Thai Assembly Votes Itself the Power to Impeach Politicians, Sideline Critics
By Amy Sawitta Lefevre 26 September 2014
BANGKOK — Thailand’s military-dominated legislature gave itself the power to impeach political office holders on Thursday, edging a step closer to rooting out the influence of controversial former Prime Minister Thaksin Shinawatra.
The army seized power on May 22 in a bid to restore order and kick-start Southeast Asia’s second-largest economy after months of political infighting that killed nearly 30 people.
The junta, formally known as the National Council for Peace and Order (NCPO) has reshuffled the civil service and the police force, once seen as an institution loyal to Thaksin, a former police officer, to try and neutralize his allies.
Thursday’s move is the latest effort by the military leadership to curb the powers of those loyal to Thaksin and ensure political parties linked to him cannot regain power.
“The meeting unanimously voted in favor of introducing this rule,” Pornpetch Wichitcholachai, leader of the National Legislative Assembly (NLA), told reporters.
Thailand has suffered years of political turmoil centered on Thaksin, a telecommunications tycoon whose policies helped galvanize support in rural areas but made him unpopular with the Bangkok-based royalist establishment.
Ousted by the army in 2006, he has lived in self-imposed exile since 2008 to avoid a two-year corruption sentence.
Thursday’s vote was a bid by the military leadership to consolidate its grip on power, said Paul Chambers, a Southeast Asian expert affiliated with Chiang Mai University.

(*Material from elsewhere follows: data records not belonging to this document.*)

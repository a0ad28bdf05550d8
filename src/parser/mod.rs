mod arguments;
mod commands;

pub use arguments::{parse_count, parse_offset, parse_param, required};
pub use commands::{parse_command, Command, CommandInfo, COMMANDS};
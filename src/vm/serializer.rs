//! Binary wire form of stack items.
//!
//! Layout: one type byte, then a payload. Integers and byte strings carry a
//! var-int length prefix; integer payloads are the canonical encoding from
//! [`crate::bigint`].

use super::errors::VmError;
use super::stack_item::{StackItem, MAX_INTEGER_SIZE};
use crate::bigint;

const TYPE_NULL: u8 = 0x00;
const TYPE_BOOLEAN: u8 = 0x20;
const TYPE_INTEGER: u8 = 0x21;
const TYPE_BYTE_STRING: u8 = 0x28;

/// Largest serialized item accepted in either direction.
pub const MAX_ITEM_SIZE: usize = 1024 * 1024;

pub fn serialize(item: &StackItem) -> Result<Vec<u8>, VmError> {
    let mut out = Vec::new();
    match item {
        StackItem::Null => out.push(TYPE_NULL),
        StackItem::Boolean(b) => {
            out.push(TYPE_BOOLEAN);
            out.push(u8::from(*b));
        }
        StackItem::Integer(n) => {
            out.push(TYPE_INTEGER);
            write_var_bytes(&mut out, &bigint::to_bytes(n));
        }
        StackItem::ByteString(bytes) => {
            out.push(TYPE_BYTE_STRING);
            write_var_bytes(&mut out, bytes);
        }
        StackItem::Pointer(_) => {
            return Err(VmError::Serialization("Pointer is not serializable".into()))
        }
    }
    if out.len() > MAX_ITEM_SIZE {
        return Err(VmError::ItemTooLarge(out.len(), MAX_ITEM_SIZE));
    }
    Ok(out)
}

pub fn deserialize(data: &[u8]) -> Result<StackItem, VmError> {
    let mut reader = Reader { data, pos: 0 };
    let item = match reader.byte()? {
        TYPE_NULL => StackItem::Null,
        TYPE_BOOLEAN => StackItem::Boolean(reader.byte()? != 0),
        TYPE_INTEGER => {
            let bytes = reader.var_bytes()?;
            if bytes.len() > MAX_INTEGER_SIZE {
                return Err(VmError::ItemTooLarge(bytes.len(), MAX_INTEGER_SIZE));
            }
            StackItem::Integer(bigint::from_bytes(bytes))
        }
        TYPE_BYTE_STRING => StackItem::ByteString(reader.var_bytes()?.to_vec()),
        other => {
            return Err(VmError::Serialization(format!(
                "unsupported item type 0x{other:02x}"
            )))
        }
    };
    if reader.pos != data.len() {
        return Err(VmError::Serialization("trailing bytes".into()));
    }
    Ok(item)
}

fn write_var_bytes(out: &mut Vec<u8>, bytes: &[u8]) {
    let len = bytes.len() as u64;
    match len {
        0..=0xFC => out.push(len as u8),
        0xFD..=0xFFFF => {
            out.push(0xFD);
            out.extend_from_slice(&(len as u16).to_le_bytes());
        }
        0x1_0000..=0xFFFF_FFFF => {
            out.push(0xFE);
            out.extend_from_slice(&(len as u32).to_le_bytes());
        }
        _ => {
            out.push(0xFF);
            out.extend_from_slice(&len.to_le_bytes());
        }
    }
    out.extend_from_slice(bytes);
}

struct Reader<'a> {
    data: &'a [u8],
    pos: usize,
}

impl<'a> Reader<'a> {
    fn take(&mut self, n: usize) -> Result<&'a [u8], VmError> {
        let end = self
            .pos
            .checked_add(n)
            .filter(|end| *end <= self.data.len())
            .ok_or_else(|| VmError::Serialization("unexpected end of data".into()))?;
        let slice = &self.data[self.pos..end];
        self.pos = end;
        Ok(slice)
    }

    fn byte(&mut self) -> Result<u8, VmError> {
        Ok(self.take(1)?[0])
    }

    fn var_int(&mut self) -> Result<u64, VmError> {
        let width = match self.byte()? {
            0xFD => 2,
            0xFE => 4,
            0xFF => 8,
            small => return Ok(u64::from(small)),
        };
        let mut buf = [0u8; 8];
        buf[..width].copy_from_slice(self.take(width)?);
        Ok(u64::from_le_bytes(buf))
    }

    fn var_bytes(&mut self) -> Result<&'a [u8], VmError> {
        let len = self.var_int()?;
        let len = usize::try_from(len)
            .ok()
            .filter(|len| *len <= MAX_ITEM_SIZE)
            .ok_or(VmError::ItemTooLarge(MAX_ITEM_SIZE + 1, MAX_ITEM_SIZE))?;
        self.take(len)
    }
}
use std::io::Cursor;

use serde_json::{json, Value};

use neovm_debugger::dap::{run_dap_mode, DapServer};

// Frames one request the way a DAP client sends it
fn request(seq: u64, command: &str, arguments: Value) -> String {
    let body = json!({
        "seq": seq,
        "type": "request",
        "command": command,
        "arguments": arguments
    })
    .to_string();
    format!("Content-Length: {}\r\n\r\n{}", body.len(), body)
}

// Splits the adapter's output back into JSON messages
fn messages(output: &[u8]) -> Vec<Value> {
    let text = String::from_utf8(output.to_vec()).expect("output is not UTF-8");
    let mut rest = text.as_str();
    let mut out = Vec::new();
    while let Some(start) = rest.find("Content-Length: ") {
        let header = &rest[start + "Content-Length: ".len()..];
        let end = header.find("\r\n\r\n").expect("unterminated header");
        let len: usize = header[..end].trim().parse().expect("bad length");
        let body = &header[end + 4..end + 4 + len];
        out.push(serde_json::from_str(body).expect("bad message body"));
        rest = &header[end + 4 + len..];
    }
    out
}

fn run(requests: &[String]) -> Vec<Value> {
    let input = requests.concat();
    let mut output = Vec::new();
    run_dap_mode(Cursor::new(input), &mut output, None).expect("session failed");
    messages(&output)
}

fn response<'a>(msgs: &'a [Value], command: &str) -> &'a Value {
    msgs.iter()
        .find(|m| m["type"] == "response" && m["command"] == command)
        .unwrap_or_else(|| panic!("no {} response", command))
}

fn events<'a>(msgs: &'a [Value], name: &str) -> Vec<&'a Value> {
    msgs.iter()
        .filter(|m| m["type"] == "event" && m["event"] == name)
        .collect()
}

#[cfg(test)]
mod dap_tests {
    use super::*;

    #[test]
    fn test_breakpoint_session() {
        let msgs = run(&[
            request(1, "initialize", json!({ "adapterID": "neovm" })),
            // PUSH1 PUSH2 ADD PUSH6 ADD
            request(2, "launch", json!({ "script": "11129e169e", "stopOnEntry": true })),
            request(
                3,
                "setBreakpoints",
                json!({ "breakpoints": [{ "line": 3 }, { "line": 9 }] }),
            ),
            request(4, "configurationDone", json!({})),
            request(5, "continue", json!({ "threadId": 1 })),
            request(6, "variables", json!({ "variablesReference": 1 })),
            request(7, "stackTrace", json!({ "threadId": 1 })),
            request(8, "continue", json!({ "threadId": 1 })),
            request(9, "disconnect", json!({})),
        ]);

        let kinds: Vec<String> = msgs
            .iter()
            .map(|m| match m["type"].as_str() {
                Some("event") => format!("event:{}", m["event"].as_str().unwrap()),
                _ => format!("response:{}", m["command"].as_str().unwrap()),
            })
            .collect();
        assert_eq!(
            kinds,
            vec![
                "response:initialize",
                "event:initialized",
                "response:launch",
                "response:setBreakpoints",
                "response:configurationDone",
                "event:stopped",
                "response:continue",
                "event:stopped",
                "response:variables",
                "response:stackTrace",
                "response:continue",
                "event:output",
                "event:terminated",
                "response:disconnect",
            ]
        );

        let init = response(&msgs, "initialize");
        assert_eq!(init["success"], true);
        assert_eq!(init["request_seq"], 1);
        assert_eq!(init["body"]["supportsConfigurationDoneRequest"], true);

        let bps = &response(&msgs, "setBreakpoints")["body"]["breakpoints"];
        assert_eq!(bps[0]["verified"], true);
        assert_eq!(bps[1]["verified"], false);

        let stopped = events(&msgs, "stopped");
        assert_eq!(stopped[0]["body"]["reason"], "entry");
        assert_eq!(stopped[1]["body"]["reason"], "breakpoint");

        let vars = &response(&msgs, "variables")["body"]["variables"];
        assert_eq!(vars[0]["value"], "2");
        assert_eq!(vars[1]["value"], "1");
        assert_eq!(vars[0]["type"], "Integer");

        let trace = &response(&msgs, "stackTrace")["body"];
        assert_eq!(trace["totalFrames"], 1);
        assert_eq!(trace["stackFrames"][0]["line"], 3);
        assert_eq!(trace["stackFrames"][0]["name"], "entry @ ADD");

        let output = &events(&msgs, "output")[0]["body"];
        assert_eq!(output["category"], "stdout");
        assert_eq!(output["output"], "[{\"type\":\"Integer\",\"value\":\"9\"}]\n");

        // Sequence numbers count up from one
        let seqs: Vec<u64> = msgs.iter().map(|m| m["seq"].as_u64().unwrap()).collect();
        assert_eq!(seqs, (1..=msgs.len() as u64).collect::<Vec<_>>());
    }

    #[test]
    fn test_stepping_requests() {
        let msgs = run(&[
            // PUSH2 CALL +4 NOP RET PUSH3 ADD RET
            request(1, "launch", json!({ "script": "1234042140139e40" })),
            request(2, "configurationDone", json!({})),
            request(3, "next", json!({ "threadId": 1 })),
            request(4, "stepIn", json!({ "threadId": 1 })),
            request(5, "stackTrace", json!({ "threadId": 1 })),
            request(6, "stepOut", json!({ "threadId": 1 })),
            request(7, "source", json!({ "sourceReference": 1 })),
        ]);

        let stopped = events(&msgs, "stopped");
        let reasons: Vec<&str> = stopped
            .iter()
            .map(|e| e["body"]["reason"].as_str().unwrap())
            .collect();
        assert_eq!(reasons, vec!["entry", "step", "step", "step"]);

        let trace = &response(&msgs, "stackTrace")["body"];
        assert_eq!(trace["totalFrames"], 2);
        assert_eq!(trace["stackFrames"][0]["name"], "call #1 @ PUSH3");
        assert_eq!(trace["stackFrames"][0]["line"], 5);
        assert_eq!(trace["stackFrames"][1]["name"], "entry @ NOP");

        let source = response(&msgs, "source")["body"]["content"]
            .as_str()
            .unwrap()
            .to_string();
        assert!(source.starts_with("0 PUSH2\n1 CALL 5\n3 NOP\n"), "{}", source);
    }

    #[test]
    fn test_failures_are_reported() {
        let mut input = request(1, "launch", json!({}));
        input.push_str("Content-Length: 5\r\n\r\nnot j");
        let msgs = run(&[
            input,
            request(2, "evaluate", json!({ "expression": "1" })),
            // PUSH1 ABORT
            request(3, "launch", json!({ "script": "1138", "stopOnEntry": false })),
            request(4, "configurationDone", json!({})),
        ]);

        let launch = &msgs[0];
        assert_eq!(launch["success"], false);
        assert_eq!(launch["message"], "missing argument: program");

        let evaluate = response(&msgs, "evaluate");
        assert_eq!(evaluate["success"], false);
        assert!(evaluate["message"]
            .as_str()
            .unwrap()
            .contains("unsupported request"));

        let output = &events(&msgs, "output")[0]["body"];
        assert_eq!(output["category"], "stderr");
        assert!(output["output"]
            .as_str()
            .unwrap()
            .starts_with("Error: at instruction 1 (ABORT)"));
        assert_eq!(events(&msgs, "stopped")[0]["body"]["reason"], "exception");
    }

    #[test]
    fn test_oversized_frame_does_not_end_session() {
        let oversized = "Content-Length: 18446744073709551615\r\n\r\n".to_string();
        let msgs = run(&[oversized, request(1, "initialize", json!({}))]);

        assert_eq!(response(&msgs, "initialize")["success"], true);
        assert_eq!(events(&msgs, "initialized").len(), 1);
    }

    #[test]
    fn test_server_launch_loads_program() {
        let mut output = Vec::new();
        {
            let mut server = DapServer::new(Cursor::new(Vec::new()), &mut output, None);
            server
                .handle_launch(1, "launch".to_string(), Some(json!({ "script": "11" })))
                .unwrap();
            assert!(server.context().is_loaded());
            assert!(server.read_message().unwrap().is_none());
        }
        let msgs = messages(&output);
        assert_eq!(msgs.len(), 1);
        assert_eq!(msgs[0]["success"], true);
    }
}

“This appears to be an attempt by the arch-royalist military leadership and its allies to completely remove from the political scene those politicians who either supported Thaksin over the years or those who may be viewed as not sufficiently acquiescent to the junta,” Chambers said.
Anti-government demonstrators took to the streets in November to try and overthrow then Prime Minister Yingluck Shinawatra, Thaksin’s sister.
Her supporters held counter-protests on the outskirts Bangkok to fight off what they called a bid to hijack democracy and consolidate power in the hands of the conservative elite.
After the 2006 coup, the constitution was re-written under a military-backed government to try and reduce Thaksin’s influence, but it failed to halt his political machine.
Yingluck, whom Thaksin once called a clone of himself, swept to power just a few years later, in 2011, after winning a general election.
Days before the May 22 coup, Yingluck was ordered to step down, after a court found her guilty of abuse of power.
The lawmakers’ new powers could bring more trouble for Yingluck. In a separate case in May, an anti-graft panel indicted her for dereliction of duty over her government’s loss-making rice subsidy program.
The scheme, which paid farmers above-market prices for their rice, distorted the world market and left Thailand with huge stockpiles of rice.
The case was to have been sent to the senate, but the junta dissolved the upper house days after taking power.
Pornpetch said a legal team was studying whether Yingluck’s case could be sent to the National Legislative Assembly. If it does go forward, a guilty verdict could leave her facing a five-year ban from political office.
“The military can use several types of legal strategies to remove Yingluck from the political scene,” said Chambers. “The threat of using these tactics could also be a way to extort co-operation from her and her brother.”